Tra critica politico-sociale e attacco al falso perbenismo, si prosegue con il dispotico e temuto professore universitario Callisto Cagnato, talmente interessato a svezzare il timido e insicuro figlio Severiano-Andrea Miglio Risi, da non esitare ad accogliere in casa propria l’intelligente e graziosa Lucilla-Martina Pinto.
E si conclude con il cafone arricchito Moreno Vecchiarutti, in vacanza scaccia-crisi familiare nell’albergo più prestigioso di Taormina, insieme al figlio Steven-Emanuele Propizio e la moglie Enza-Claudia Gerini, dove, tra stratagemmi volti a risvegliare il desiderio sessuale e “mancioni” disumani sparsi ovunque, non solo apprende che “Chi nun c’ha cultura oggi nun va da nessuna parte”, ma arriva a confrontarsi con lo squallore che si nasconde dietro l’apparentemente linda classe agiata.
Ma la novità risiede nel fatto che, a differenza di “Un sacco bello” (1980), “Bianco rosso e Verdone” (1981) e il già citato “Viaggi di nozze”, i tre segmenti sono posti questa volta in maniera sequenziale, senza incrociarsi mai e, aspetto positivo, senza apparire l’uno meglio o peggio dell’altro, nonostante il personaggio di Leo sfiori le fattezze di una presa in giro del Verdone imbranato stesso.

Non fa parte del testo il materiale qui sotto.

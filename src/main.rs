// Only compile UI module when TUI feature is enabled
#[cfg(feature = "tui")]
mod ui;

use anyhow::{Context, Result};
use chrono::Local;
use clap::{Args, Parser, Subcommand};
use std::path::PathBuf;
use tracing::{info, warn};
use tracing_subscriber::EnvFilter;

use delivery_report::{
    build_report, default_output_name, Channel, ParseCache, ReportConfig, ReportInputs,
};

/// Build an HTML operations report from Uber Eats, DoorDash and Grubhub exports
#[derive(Parser)]
#[command(name = "delivery-report")]
#[command(author, version, about, long_about = None)]
#[command(propagate_version = true)]
struct Cli {
    /// Enable verbose output
    #[arg(short, long, global = true)]
    verbose: bool,

    /// Report configuration file (TOML)
    #[arg(short, long, global = true)]
    config: Option<PathBuf>,

    #[command(subcommand)]
    command: Commands,
}

#[derive(Subcommand)]
enum Commands {
    /// Write the HTML report to a file
    Render(RenderArgs),

    /// Show the metrics in a terminal preview
    Preview(InputArgs),
}

#[derive(Args)]
struct InputArgs {
    /// Uber Eats export (CSV)
    #[arg(long)]
    uber: Option<PathBuf>,

    /// DoorDash export (CSV)
    #[arg(long)]
    doordash: Option<PathBuf>,

    /// Grubhub export (CSV)
    #[arg(long)]
    grubhub: Option<PathBuf>,

    /// Export whose channel is detected from its filename (repeatable)
    #[arg(short, long = "input")]
    inputs: Vec<PathBuf>,
}

#[derive(Args)]
struct RenderArgs {
    #[command(flatten)]
    inputs: InputArgs,

    /// Output file (default: delivery_report_YYYYMMDD.html)
    #[arg(short, long)]
    output: Option<PathBuf>,
}

impl InputArgs {
    fn to_inputs(&self) -> Result<ReportInputs> {
        let mut inputs = ReportInputs::new();

        for path in &self.inputs {
            inputs = inputs.with_detected(path.clone())?;
        }

        // Explicit flags win over detection
        for (channel, path) in [
            (Channel::UberEats, &self.uber),
            (Channel::DoorDash, &self.doordash),
            (Channel::Grubhub, &self.grubhub),
        ] {
            if let Some(p) = path {
                inputs = inputs.with(channel, p.clone());
            }
        }

        Ok(inputs)
    }
}

fn setup_logging(verbose: bool) {
    let default_level = if verbose { "debug" } else { "info" };
    let filter = EnvFilter::try_from_default_env().unwrap_or_else(|_| EnvFilter::new(default_level));

    tracing_subscriber::fmt()
        .with_env_filter(filter)
        .with_target(false)
        .with_writer(std::io::stderr)
        .init();
}

fn load_config(path: Option<&PathBuf>) -> Result<ReportConfig> {
    match path {
        Some(p) => ReportConfig::load(p).with_context(|| "Failed to load report configuration"),
        None => Ok(ReportConfig::default()),
    }
}

fn main() -> Result<()> {
    let cli = Cli::parse();
    setup_logging(cli.verbose);

    let config = load_config(cli.config.as_ref())?;

    match cli.command {
        Commands::Render(args) => run_render(&args, &config),
        Commands::Preview(args) => run_preview(&args, &config),
    }
}

fn run_render(args: &RenderArgs, config: &ReportConfig) -> Result<()> {
    let inputs = args.inputs.to_inputs()?;
    if inputs.is_empty() {
        warn!("no exports given; writing an empty report");
    }

    let generated_at = Local::now().naive_local();
    let mut cache = ParseCache::new();
    let output = build_report(&inputs, config, &mut cache, generated_at)?;

    let path = args
        .output
        .clone()
        .unwrap_or_else(|| PathBuf::from(default_output_name(generated_at)));
    std::fs::write(&path, &output.html)
        .with_context(|| format!("Failed to write report: {}", path.display()))?;

    info!(file = %path.display(), bytes = output.html.len(), "report written");
    println!("{}", path.display());

    Ok(())
}

#[cfg(feature = "tui")]
fn run_preview(args: &InputArgs, config: &ReportConfig) -> Result<()> {
    let inputs = args.to_inputs()?;
    let mut cache = ParseCache::new();
    let output = build_report(&inputs, config, &mut cache, Local::now().naive_local())?;

    let mut app = ui::App::new(output.metrics, output.tables, config.clone());
    ui::run_ui(&mut app)
}

#[cfg(not(feature = "tui"))]
fn run_preview(_args: &InputArgs, _config: &ReportConfig) -> Result<()> {
    anyhow::bail!("terminal preview not available; rebuild with --features tui")
}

Segmenti che funzionano comunque alla grande, costruiti su un’ottima sceneggiatura che, scritta dal comico romano insieme agli abituali collaboratori Piero De Bernardi (“Compagni di scuola”) e Pasquale Plastino (“L’amore è eterno finché dura”), si rivela ricca di risvolti e sorprese, tanto da riuscire nella non facile impresa di far sprofondare quasi ininterrottamente lo spettatore in risate, per ben 131 minuti circa (non pochi, quindi) tempestati di consuete apparizioni di volti noti e caratteristi del piccolo e grande schermo, da Nicola Di Gioia a Roberto Farnesi.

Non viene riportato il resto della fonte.